_Task to complete_: Show each line of the entries below in which the word "enum" appears.

● ● ● ● ●

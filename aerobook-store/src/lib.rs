pub mod app_config;
pub mod database;
#[cfg(feature = "kafka")]
pub mod events;
pub mod memory_store;
pub mod pg_store;
pub mod redis_repo;

pub use database::DbClient;
#[cfg(feature = "kafka")]
pub use events::KafkaEventPublisher;
pub use memory_store::InMemoryBookingStore;
pub use pg_store::PgBookingStore;
pub use redis_repo::RedisClient;
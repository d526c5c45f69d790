use aerobook_core::{CoreError, FieldError};
use axum::{
    http::StatusCode,
    response::{IntoResponse, Response},
    Json,
};
use serde_json::json;

#[derive(Debug)]
pub enum AppError {
    AuthenticationError(String),
    AuthorizationError(String),
    ValidationError(String, Vec<FieldError>),
    NotFoundError(String),
    ConflictError(String),
    InternalServerError(String),
    Anyhow(anyhow::Error),
}

impl AppError {
    /// HTTP class of a domain error.
    pub fn from_core(err: CoreError) -> Self {
        match err {
            CoreError::NotFound(what) => AppError::NotFoundError(format!("{} not found", what)),
            CoreError::ValidationError(fields) => {
                let msg = CoreError::ValidationError(fields.clone()).to_string();
                AppError::ValidationError(msg, fields)
            }
            CoreError::ConflictError(msg) => AppError::ConflictError(msg),
            CoreError::StateError(msg) => AppError::ConflictError(msg),
            CoreError::AuthorizationError(msg) => AppError::AuthorizationError(msg),
            CoreError::IntegrityError(msg) => {
                AppError::InternalServerError(format!("integrity violation: {}", msg))
            }
            CoreError::StorageError(msg) => AppError::InternalServerError(msg),
        }
    }
}

impl IntoResponse for AppError {
    fn into_response(self) -> Response {
        let (status, error_message, details) = match self {
            AppError::AuthenticationError(msg) => (StatusCode::UNAUTHORIZED, msg, None),
            AppError::AuthorizationError(msg) => (StatusCode::FORBIDDEN, msg, None),
            AppError::ValidationError(msg, fields) => (StatusCode::UNPROCESSABLE_ENTITY, msg, Some(fields)),
            AppError::NotFoundError(msg) => (StatusCode::NOT_FOUND, msg, None),
            AppError::ConflictError(msg) => (StatusCode::CONFLICT, msg, None),
            AppError::InternalServerError(msg) => {
                tracing::error!("Internal Server Error: {}", msg);
                (StatusCode::INTERNAL_SERVER_ERROR, "Internal Server Error".to_string(), None)
            }
            AppError::Anyhow(err) => match err.downcast::<CoreError>() {
                // Handlers bubble CoreError through `?`; classify it here.
                Ok(core) => return AppError::from_core(core).into_response(),
                Err(err) => {
                    tracing::error!("Internal Server Error: {:#}", err);
                    (StatusCode::INTERNAL_SERVER_ERROR, "Internal Server Error".to_string(), None)
                }
            },
        };

        let body = match details {
            Some(fields) => json!({ "error": error_message, "details": fields }),
            None => json!({ "error": error_message }),
        };

        (status, Json(body)).into_response()
    }
}

impl<E> From<E> for AppError
where
    E: Into<anyhow::Error>,
{
    fn from(err: E) -> Self {
        Self::Anyhow(err.into())
    }
}
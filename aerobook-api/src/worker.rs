use aerobook_order::ExpirySweeper;
use chrono::Utc;
use std::time::Duration;
use tracing::{debug, info};

/// Runs the expiry sweep forever on a fixed interval. Failures are logged by
/// the sweeper and the next tick tries again.
pub async fn start_expiry_worker(sweeper: ExpirySweeper, every: Duration) {
    info!(
        "Expiry worker started: every {:?}, grace {}s",
        every,
        sweeper.grace().num_seconds()
    );

    // `interval` panics on a zero period.
    let mut ticker = tokio::time::interval(every.max(Duration::from_secs(1)));
    ticker.set_missed_tick_behavior(tokio::time::MissedTickBehavior::Delay);

    loop {
        ticker.tick().await;
        let cancelled = sweeper.sweep(Utc::now()).await;
        if cancelled > 0 {
            info!("Expiry sweep cancelled {} stale bookings", cancelled);
        } else {
            debug!("Expiry sweep found nothing to cancel");
        }
    }
}
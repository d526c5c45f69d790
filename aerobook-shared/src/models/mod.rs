pub mod events;

pub use events::{
    BookingConfirmedEvent, BookingCreatedEvent, BookingsExpiredEvent, TicketReleasedEvent,
};
use serde::Deserialize;
use std::env;

#[derive(Debug, Deserialize, Clone)]
pub struct Config {
    pub server: ServerConfig,
    /// Absent means the in-memory store is used.
    pub database: Option<DatabaseConfig>,
    pub redis: Option<RedisConfig>,
    pub kafka: Option<KafkaConfig>,
    pub auth: AuthConfig,
    #[serde(default)]
    pub business_rules: BusinessRules,
}

#[derive(Debug, Deserialize, Clone)]
pub struct BusinessRules {
    /// How long a booking may stay Pending before the sweep cancels it.
    #[serde(default = "default_grace")]
    pub pending_grace_seconds: u64,
    #[serde(default = "default_sweep_interval")]
    pub sweep_interval_seconds: u64,
    #[serde(default = "default_rate_limit")]
    pub rate_limit_per_minute: i64,
}

impl Default for BusinessRules {
    fn default() -> Self {
        Self {
            pending_grace_seconds: default_grace(),
            sweep_interval_seconds: default_sweep_interval(),
            rate_limit_per_minute: default_rate_limit(),
        }
    }
}

/// One week.
pub const MAX_PENDING_GRACE_SECONDS: u64 = 7 * 24 * 60 * 60;

impl BusinessRules {
    pub fn validate(&self) -> Result<(), config::ConfigError> {
        if !(1..=MAX_PENDING_GRACE_SECONDS).contains(&self.pending_grace_seconds) {
            return Err(config::ConfigError::Message(format!(
                "business_rules.pending_grace_seconds must be between 1 and {}, got {}",
                MAX_PENDING_GRACE_SECONDS, self.pending_grace_seconds
            )));
        }
        if self.sweep_interval_seconds == 0 {
            return Err(config::ConfigError::Message(
                "business_rules.sweep_interval_seconds must be at least 1".into(),
            ));
        }
        if self.rate_limit_per_minute < 1 {
            return Err(config::ConfigError::Message(format!(
                "business_rules.rate_limit_per_minute must be at least 1, got {}",
                self.rate_limit_per_minute
            )));
        }
        Ok(())
    }

    pub fn pending_grace(&self) -> chrono::Duration {
        let secs = self.pending_grace_seconds.clamp(1, MAX_PENDING_GRACE_SECONDS);
        chrono::Duration::seconds(secs as i64)
    }

    pub fn sweep_interval(&self) -> std::time::Duration {
        std::time::Duration::from_secs(self.sweep_interval_seconds.max(1))
    }
}

fn default_grace() -> u64 { 300 }
fn default_sweep_interval() -> u64 { 60 }
fn default_rate_limit() -> i64 { 100 }

#[derive(Debug, Deserialize, Clone)]
pub struct AuthConfig {
    pub jwt_secret: String,
}

#[derive(Debug, Deserialize, Clone)]
pub struct ServerConfig {
    pub port: u16,
}

#[derive(Debug, Deserialize, Clone)]
pub struct DatabaseConfig {
    pub url: String,
    #[serde(default = "default_max_connections")]
    pub max_connections: u32,
}

fn default_max_connections() -> u32 { 5 }

#[derive(Debug, Deserialize, Clone)]
pub struct RedisConfig {
    pub url: String,
}

#[derive(Debug, Deserialize, Clone)]
pub struct KafkaConfig {
    pub brokers: String,
}

impl Config {
    pub fn load() -> Result<Self, config::ConfigError> {
        let run_mode = env::var("RUN_MODE").unwrap_or_else(|_| "development".into());

        let s = config::Config::builder()
            .add_source(config::File::with_name("config/default"))
            // Optional per-environment overrides
            .add_source(config::File::with_name(&format!("config/{}", run_mode)).required(false))
            // Not checked in
            .add_source(config::File::with_name("config/local").required(false))
            // e.g. AEROBOOK__DATABASE__URL
            .add_source(config::Environment::with_prefix("AEROBOOK").separator("__"))
            .build()?;

        let config: Self = s.try_deserialize()?;
        config.business_rules.validate()?;
        Ok(config)
    }
}
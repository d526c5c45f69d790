pub mod actor;
pub mod booking;
pub mod events;
pub mod flight;
pub mod passenger;
pub mod payment;
pub mod repository;
pub mod search;

pub use actor::Actor;
pub use booking::{Booking, BookingStatus, PaymentTransition, Ticket};
pub use flight::{Aircraft, Airport, CabinClass, Flight, FlightStatus, NewAircraft};
pub use passenger::PassengerDetails;
pub use payment::{Payment, PaymentMethod};
pub use repository::{BookingStore, StoreError, StoreResult};

use serde::Serialize;

/// One rejected input field. `seat` is set when the field belongs to the
/// passenger record of a specific seat.
#[derive(Debug, Clone, PartialEq, Eq, Serialize)]
pub struct FieldError {
    #[serde(skip_serializing_if = "Option::is_none")]
    pub seat: Option<String>,
    pub field: String,
    pub message: String,
}

impl FieldError {
    pub fn new(field: impl Into<String>, message: impl Into<String>) -> Self {
        Self {
            seat: None,
            field: field.into(),
            message: message.into(),
        }
    }

    pub fn for_seat(seat: &str, field: impl Into<String>, message: impl Into<String>) -> Self {
        Self {
            seat: Some(seat.to_string()),
            field: field.into(),
            message: message.into(),
        }
    }
}

fn describe_fields(errors: &[FieldError]) -> String {
    errors
        .iter()
        .map(|e| match &e.seat {
            Some(seat) => format!("seat {} {}: {}", seat, e.field, e.message),
            None => format!("{}: {}", e.field, e.message),
        })
        .collect::<Vec<_>>()
        .join("; ")
}

#[derive(Debug, thiserror::Error)]
pub enum CoreError {
    /// Unknown id, or an id the actor does not own. The two are reported
    /// identically so existence does not leak.
    #[error("{0} not found")]
    NotFound(String),
    #[error("Validation failed: {}", describe_fields(.0))]
    ValidationError(Vec<FieldError>),
    #[error("Conflict: {0}")]
    ConflictError(String),
    #[error("Invalid state: {0}")]
    StateError(String),
    #[error("Not authorized: {0}")]
    AuthorizationError(String),
    #[error("Data integrity violation: {0}")]
    IntegrityError(String),
    #[error("Storage error: {0}")]
    StorageError(String),
}

impl CoreError {
    pub fn invalid(field: impl Into<String>, message: impl Into<String>) -> Self {
        CoreError::ValidationError(vec![FieldError::new(field, message)])
    }
}

impl From<StoreError> for CoreError {
    fn from(err: StoreError) -> Self {
        match err {
            StoreError::NotFound(what) => CoreError::NotFound(what),
            StoreError::Conflict(msg) => CoreError::ConflictError(msg),
            StoreError::Integrity(msg) => CoreError::IntegrityError(msg),
            StoreError::Backend(msg) => CoreError::StorageError(msg),
        }
    }
}

pub type CoreResult<T> = Result<T, CoreError>;
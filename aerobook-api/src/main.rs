use aerobook_api::{app, AppState, AuthConfig};
use aerobook_core::{events::EventPublisher, BookingStore};
use aerobook_store::{app_config::Config, DbClient, InMemoryBookingStore, PgBookingStore, RedisClient};
use anyhow::Context;
use std::net::SocketAddr;
use std::sync::Arc;
use tracing_subscriber::{layer::SubscriberExt, util::SubscriberInitExt};

#[tokio::main]
async fn main() -> anyhow::Result<()> {
    tracing_subscriber::registry()
        .with(
            tracing_subscriber::EnvFilter::try_from_default_env()
                .unwrap_or_else(|_| "aerobook_api=debug,tower_http=debug,axum::rejection=trace".into()),
        )
        .with(tracing_subscriber::fmt::layer())
        .init();

    let config = Config::load().context("Failed to load config")?;
    tracing::info!("Starting AeroBook API on port {}", config.server.port);

    let store: Arc<dyn BookingStore> = match &config.database {
        Some(db) => {
            let client = DbClient::new(&db.url, db.max_connections)
                .await
                .context("Failed to connect to Postgres")?;
            client.migrate().await.context("Failed to run migrations")?;
            Arc::new(PgBookingStore::new(client.pool))
        }
        None => {
            tracing::warn!("No database configured, bookings are kept in memory only");
            Arc::new(InMemoryBookingStore::new())
        }
    };

    let redis = match &config.redis {
        Some(redis) => Some(Arc::new(
            RedisClient::new(&redis.url)
                .await
                .context("Failed to connect to Redis")?,
        )),
        None => None,
    };

    let events = event_publisher(&config)?;

    let state = AppState::new(
        store,
        events,
        redis,
        AuthConfig {
            secret: config.auth.jwt_secret.clone(),
        },
        config.business_rules.clone(),
    );

    tokio::spawn(aerobook_api::worker::start_expiry_worker(
        state.sweeper.clone(),
        config.business_rules.sweep_interval(),
    ));

    let app = app(state);

    let addr = SocketAddr::from(([0, 0, 0, 0], config.server.port));
    tracing::info!("Listening on {}", addr);

    let listener = tokio::net::TcpListener::bind(addr).await?;
    axum::serve(
        listener,
        app.into_make_service_with_connect_info::<SocketAddr>(),
    )
    .await?;

    Ok(())
}

#[cfg(feature = "kafka")]
fn event_publisher(config: &Config) -> anyhow::Result<Arc<dyn EventPublisher>> {
    match &config.kafka {
        Some(kafka) => {
            let producer = aerobook_store::KafkaEventPublisher::new(&kafka.brokers)
                .context("Failed to create Kafka producer")?;
            Ok(Arc::new(producer))
        }
        None => Ok(Arc::new(aerobook_core::events::NoopPublisher)),
    }
}

#[cfg(not(feature = "kafka"))]
fn event_publisher(config: &Config) -> anyhow::Result<Arc<dyn EventPublisher>> {
    if config.kafka.is_some() {
        tracing::warn!("Kafka configured but the `kafka` feature is disabled; events are dropped");
    }
    Ok(Arc::new(aerobook_core::events::NoopPublisher))
}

● ● ● ● ●

_Finished task_:
pub enum AppError {
pub enum CoreError {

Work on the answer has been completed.